◆ How to complete this task: Wherever the string "None" shows up in the data below, copy the whole line.

*** Opening Input ***

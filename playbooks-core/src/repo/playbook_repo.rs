use async_trait::async_trait;
use chrono::{DateTime, Utc};
use sqlx::{FromRow, PgPool, Postgres, Transaction};
use std::collections::HashMap;
use tracing::debug;

use super::PlaybookStore;
use crate::error::{PlaybookError, PlaybookResult};
use crate::metrics::MetricCollection;
use crate::models::{Metric, MetricId, MetricType, Playbook, PlaybookId};

const PLAYBOOK_COLUMNS: &str = r#"
    id, team_id, title, description, default_owner_id, default_owner_enabled,
    broadcast_enabled, broadcast_channel_ids, webhook_on_creation_enabled,
    webhook_on_creation_urls, version, created_at, updated_at
"#;

#[derive(Debug, FromRow)]
struct PlaybookRow {
    id: String,
    team_id: String,
    title: String,
    description: String,
    default_owner_id: Option<String>,
    default_owner_enabled: bool,
    broadcast_enabled: bool,
    broadcast_channel_ids: Vec<String>,
    webhook_on_creation_enabled: bool,
    webhook_on_creation_urls: Vec<String>,
    version: i64,
    created_at: DateTime<Utc>,
    updated_at: DateTime<Utc>,
}

#[derive(Debug, FromRow)]
struct MetricRow {
    id: String,
    playbook_id: String,
    title: String,
    description: String,
    metric_type: String,
    target: Option<i64>,
}

impl MetricRow {
    fn into_metric(self) -> PlaybookResult<Metric> {
        let metric_type: MetricType = self.metric_type.parse().map_err(|_| {
            PlaybookError::Internal(format!(
                "stored metric '{}' has unknown type '{}'",
                self.id, self.metric_type
            ))
        })?;

        Ok(Metric {
            id: MetricId::from(self.id),
            title: self.title,
            description: self.description,
            metric_type,
            target: self.target,
        })
    }
}

impl PlaybookRow {
    fn into_playbook(self, metrics: Vec<MetricRow>) -> PlaybookResult<Playbook> {
        let metrics = metrics
            .into_iter()
            .map(MetricRow::into_metric)
            .collect::<PlaybookResult<Vec<_>>>()?;

        Ok(Playbook {
            id: PlaybookId::from(self.id),
            team_id: self.team_id,
            title: self.title,
            description: self.description,
            default_owner_id: self.default_owner_id,
            default_owner_enabled: self.default_owner_enabled,
            broadcast_enabled: self.broadcast_enabled,
            broadcast_channel_ids: self.broadcast_channel_ids,
            webhook_on_creation_enabled: self.webhook_on_creation_enabled,
            webhook_on_creation_urls: self.webhook_on_creation_urls,
            metrics: MetricCollection::from(metrics),
            version: self.version,
            created_at: self.created_at,
            updated_at: self.updated_at,
        })
    }
}

/// Postgres-backed [`PlaybookStore`]. Metrics live in `playbook_metrics`,
/// ordered by `position`, and are rewritten with their playbook on every save.
pub struct PgPlaybookRepository {
    pool: PgPool,
}

impl PgPlaybookRepository {
    pub fn new(pool: PgPool) -> Self {
        Self { pool }
    }

    /// Inserts a new playbook at version 1.
    pub async fn create(&self, playbook: &Playbook) -> PlaybookResult<Playbook> {
        let mut tx = self.pool.begin().await?;

        sqlx::query(
            r#"
            INSERT INTO playbooks (
                id, team_id, title, description, default_owner_id, default_owner_enabled,
                broadcast_enabled, broadcast_channel_ids, webhook_on_creation_enabled,
                webhook_on_creation_urls, version, created_at, updated_at
            )
            VALUES ($1, $2, $3, $4, $5, $6, $7, $8, $9, $10, 1, $11, $12)
            "#,
        )
        .bind(playbook.id.as_str())
        .bind(&playbook.team_id)
        .bind(&playbook.title)
        .bind(&playbook.description)
        .bind(&playbook.default_owner_id)
        .bind(playbook.default_owner_enabled)
        .bind(playbook.broadcast_enabled)
        .bind(&playbook.broadcast_channel_ids)
        .bind(playbook.webhook_on_creation_enabled)
        .bind(&playbook.webhook_on_creation_urls)
        .bind(playbook.created_at)
        .bind(playbook.updated_at)
        .execute(&mut *tx)
        .await?;

        Self::write_metrics(&mut tx, playbook).await?;
        tx.commit().await?;

        let mut created = playbook.clone();
        created.version = 1;
        Ok(created)
    }

    pub async fn count(&self) -> PlaybookResult<i64> {
        let count: (i64,) = sqlx::query_as("SELECT COUNT(*) FROM playbooks")
            .fetch_one(&self.pool)
            .await?;

        Ok(count.0)
    }

    async fn write_metrics(
        tx: &mut Transaction<'_, Postgres>,
        playbook: &Playbook,
    ) -> PlaybookResult<()> {
        sqlx::query("DELETE FROM playbook_metrics WHERE playbook_id = $1")
            .bind(playbook.id.as_str())
            .execute(&mut **tx)
            .await?;

        for (position, metric) in playbook.metrics.iter().enumerate() {
            sqlx::query(
                r#"
                INSERT INTO playbook_metrics
                    (id, playbook_id, position, title, description, metric_type, target)
                VALUES ($1, $2, $3, $4, $5, $6, $7)
                "#,
            )
            .bind(metric.id.as_str())
            .bind(playbook.id.as_str())
            .bind(position as i32)
            .bind(&metric.title)
            .bind(&metric.description)
            .bind(metric.metric_type.as_str())
            .bind(metric.target)
            .execute(&mut **tx)
            .await?;
        }

        Ok(())
    }

    async fn metrics_for(&self, playbook_ids: &[String]) -> PlaybookResult<Vec<MetricRow>> {
        let rows = sqlx::query_as::<_, MetricRow>(
            r#"
            SELECT id, playbook_id, title, description, metric_type, target
            FROM playbook_metrics
            WHERE playbook_id = ANY($1)
            ORDER BY playbook_id, position
            "#,
        )
        .bind(playbook_ids)
        .fetch_all(&self.pool)
        .await?;

        Ok(rows)
    }
}

#[async_trait]
impl PlaybookStore for PgPlaybookRepository {
    async fn load_playbook(&self, id: &PlaybookId) -> PlaybookResult<Option<Playbook>> {
        let row = sqlx::query_as::<_, PlaybookRow>(&format!(
            "SELECT {} FROM playbooks WHERE id = $1",
            PLAYBOOK_COLUMNS
        ))
        .bind(id.as_str())
        .fetch_optional(&self.pool)
        .await?;

        match row {
            Some(row) => {
                let metrics = self.metrics_for(&[row.id.clone()]).await?;
                Ok(Some(row.into_playbook(metrics)?))
            }
            None => Ok(None),
        }
    }

    async fn save_playbook(&self, playbook: &Playbook) -> PlaybookResult<i64> {
        let mut tx = self.pool.begin().await?;

        let new_version: Option<i64> = sqlx::query_scalar(
            r#"
            UPDATE playbooks
            SET title = $3, description = $4, default_owner_id = $5,
                default_owner_enabled = $6, broadcast_enabled = $7,
                broadcast_channel_ids = $8, webhook_on_creation_enabled = $9,
                webhook_on_creation_urls = $10, version = version + 1, updated_at = NOW()
            WHERE id = $1 AND version = $2
            RETURNING version
            "#,
        )
        .bind(playbook.id.as_str())
        .bind(playbook.version)
        .bind(&playbook.title)
        .bind(&playbook.description)
        .bind(&playbook.default_owner_id)
        .bind(playbook.default_owner_enabled)
        .bind(playbook.broadcast_enabled)
        .bind(&playbook.broadcast_channel_ids)
        .bind(playbook.webhook_on_creation_enabled)
        .bind(&playbook.webhook_on_creation_urls)
        .fetch_optional(&mut *tx)
        .await?;

        let Some(new_version) = new_version else {
            let exists: Option<i64> =
                sqlx::query_scalar("SELECT version FROM playbooks WHERE id = $1")
                    .bind(playbook.id.as_str())
                    .fetch_optional(&mut *tx)
                    .await?;
            tx.rollback().await?;

            return Err(match exists {
                Some(stored) => {
                    debug!(
                        playbook_id = %playbook.id,
                        expected = playbook.version,
                        stored,
                        "Version check failed"
                    );
                    PlaybookError::Conflict {
                        playbook_id: playbook.id.to_string(),
                    }
                }
                None => PlaybookError::PlaybookNotFound(playbook.id.to_string()),
            });
        };

        Self::write_metrics(&mut tx, playbook).await?;
        tx.commit().await?;

        Ok(new_version)
    }

    async fn list_playbooks(&self) -> PlaybookResult<Vec<Playbook>> {
        let rows = sqlx::query_as::<_, PlaybookRow>(&format!(
            "SELECT {} FROM playbooks ORDER BY title",
            PLAYBOOK_COLUMNS
        ))
        .fetch_all(&self.pool)
        .await?;

        let ids: Vec<String> = rows.iter().map(|r| r.id.clone()).collect();
        let mut metrics_by_playbook: HashMap<String, Vec<MetricRow>> = HashMap::new();
        for metric in self.metrics_for(&ids).await? {
            metrics_by_playbook
                .entry(metric.playbook_id.clone())
                .or_default()
                .push(metric);
        }

        rows.into_iter()
            .map(|row| {
                let metrics = metrics_by_playbook.remove(&row.id).unwrap_or_default();
                row.into_playbook(metrics)
            })
            .collect()
    }

    async fn find_playbook_id_by_metric(
        &self,
        metric_id: &MetricId,
    ) -> PlaybookResult<Option<PlaybookId>> {
        let playbook_id: Option<String> =
            sqlx::query_scalar("SELECT playbook_id FROM playbook_metrics WHERE id = $1")
                .bind(metric_id.as_str())
                .fetch_optional(&self.pool)
                .await?;

        Ok(playbook_id.map(PlaybookId::from))
    }
}

#[cfg(test)]
mod tests {
    use super::*;

    fn playbook_row() -> PlaybookRow {
        let now = Utc::now();
        PlaybookRow {
            id: "pb1".to_string(),
            team_id: "team-1".to_string(),
            title: "Incident".to_string(),
            description: String::new(),
            default_owner_id: None,
            default_owner_enabled: false,
            broadcast_enabled: true,
            broadcast_channel_ids: vec!["c1".to_string()],
            webhook_on_creation_enabled: false,
            webhook_on_creation_urls: Vec::new(),
            version: 4,
            created_at: now,
            updated_at: now,
        }
    }

    fn metric_row(id: &str, metric_type: &str) -> MetricRow {
        MetricRow {
            id: id.to_string(),
            playbook_id: "pb1".to_string(),
            title: id.to_uppercase(),
            description: String::new(),
            metric_type: metric_type.to_string(),
            target: Some(60_000),
        }
    }

    #[test]
    fn test_row_conversion_keeps_metric_order() {
        let playbook = playbook_row()
            .into_playbook(vec![
                metric_row("m2", "metric_duration"),
                metric_row("m1", "metric_integer"),
            ])
            .unwrap();

        assert_eq!(playbook.version, 4);
        let ids: Vec<&str> = playbook.metrics.ids().map(|id| id.as_str()).collect();
        assert_eq!(ids, vec!["m2", "m1"]);
    }

    #[test]
    fn test_row_conversion_rejects_unknown_type() {
        let err = playbook_row()
            .into_playbook(vec![metric_row("m1", "metric_percentage")])
            .unwrap_err();
        assert!(matches!(err, PlaybookError::Internal(_)));
    }
}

*** Closing Input ***

◆ Written answer:
            None => Ok(None),
                None => PlaybookError::PlaybookNotFound(playbook.id.to_string()),
            default_owner_id: None,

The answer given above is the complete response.